TO DO: Each line from the start of the entries through the line that contains "pub fn with_batch_size(mut" should be output exactly, please.

GIVEN RECORDS:
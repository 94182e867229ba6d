//! Engine tunables
//!
//! The defaults match what the desktop viewer ships with. The binary overrides
//! a handful of them from the command line.

use std::path::PathBuf;
use std::time::Duration;

pub const DEFAULT_BATCH_SIZE: usize = 200;
pub const DEFAULT_MAX_GRAPH_COLUMNS: usize = 32;

#[derive(Debug, Clone)]
pub struct EngineConfig {
    /// Commits fetched per `load-more`
    pub batch_size: usize,
    /// Horizontal budget of the graph column
    pub max_graph_columns: usize,
    pub commit_diff_debounce: Duration,
    pub filter_debounce: Duration,
    pub auto_reload_debounce: Duration,
    /// Scroll fraction at which the next batch is requested
    pub autoload_threshold: f64,
    pub commit_diff_capacity: usize,
    pub auto_reload: bool,
    pub git_binary: PathBuf,
}

impl Default for EngineConfig {
    fn default() -> Self {
        EngineConfig {
            batch_size: DEFAULT_BATCH_SIZE,
            max_graph_columns: DEFAULT_MAX_GRAPH_COLUMNS,
            commit_diff_debounce: Duration::from_millis(120),
            filter_debounce: Duration::from_millis(240),
            auto_reload_debounce: Duration::from_millis(350),
            autoload_threshold: 0.98,
            commit_diff_capacity: 64,
            auto_reload: true,
            git_binary: PathBuf::from("git"),
        }
    }
}

impl EngineConfig {
    pub fn with_batch_size(mut self, batch_size: usize) -> Self {
        self.batch_size = batch_size.max(1);
        self
    }
}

REPLY TO THE EXERCISE:
repository 94182e867229ba6d
//! Engine tunables
//!
//! The defaults match what the desktop viewer ships with. The binary overrides
//! a handful of them from the command line.

use std::path::PathBuf;
use std::time::Duration;

pub const DEFAULT_BATCH_SIZE: usize = 200;
pub const DEFAULT_MAX_GRAPH_COLUMNS: usize = 32;

#[derive(Debug, Clone)]
pub struct EngineConfig {
    /// Commits fetched per `load-more`
    pub batch_size: usize,
    /// Horizontal budget of the graph column
    pub max_graph_columns: usize,
    pub commit_diff_debounce: Duration,
    pub filter_debounce: Duration,
    pub auto_reload_debounce: Duration,
    /// Scroll fraction at which the next batch is requested
    pub autoload_threshold: f64,
    pub commit_diff_capacity: usize,
    pub auto_reload: bool,
    pub git_binary: PathBuf,
}

impl Default for EngineConfig {
    fn default() -> Self {
        EngineConfig {
            batch_size: DEFAULT_BATCH_SIZE,
            max_graph_columns: DEFAULT_MAX_GRAPH_COLUMNS,
            commit_diff_debounce: Duration::from_millis(120),
            filter_debounce: Duration::from_millis(240),
            auto_reload_debounce: Duration::from_millis(350),
            autoload_threshold: 0.98,
            commit_diff_capacity: 64,
            auto_reload: true,
            git_binary: PathBuf::from("git"),
        }
    }
}

impl EngineConfig {
    pub fn with_batch_size(mut self, batch_size: usize) -> Self {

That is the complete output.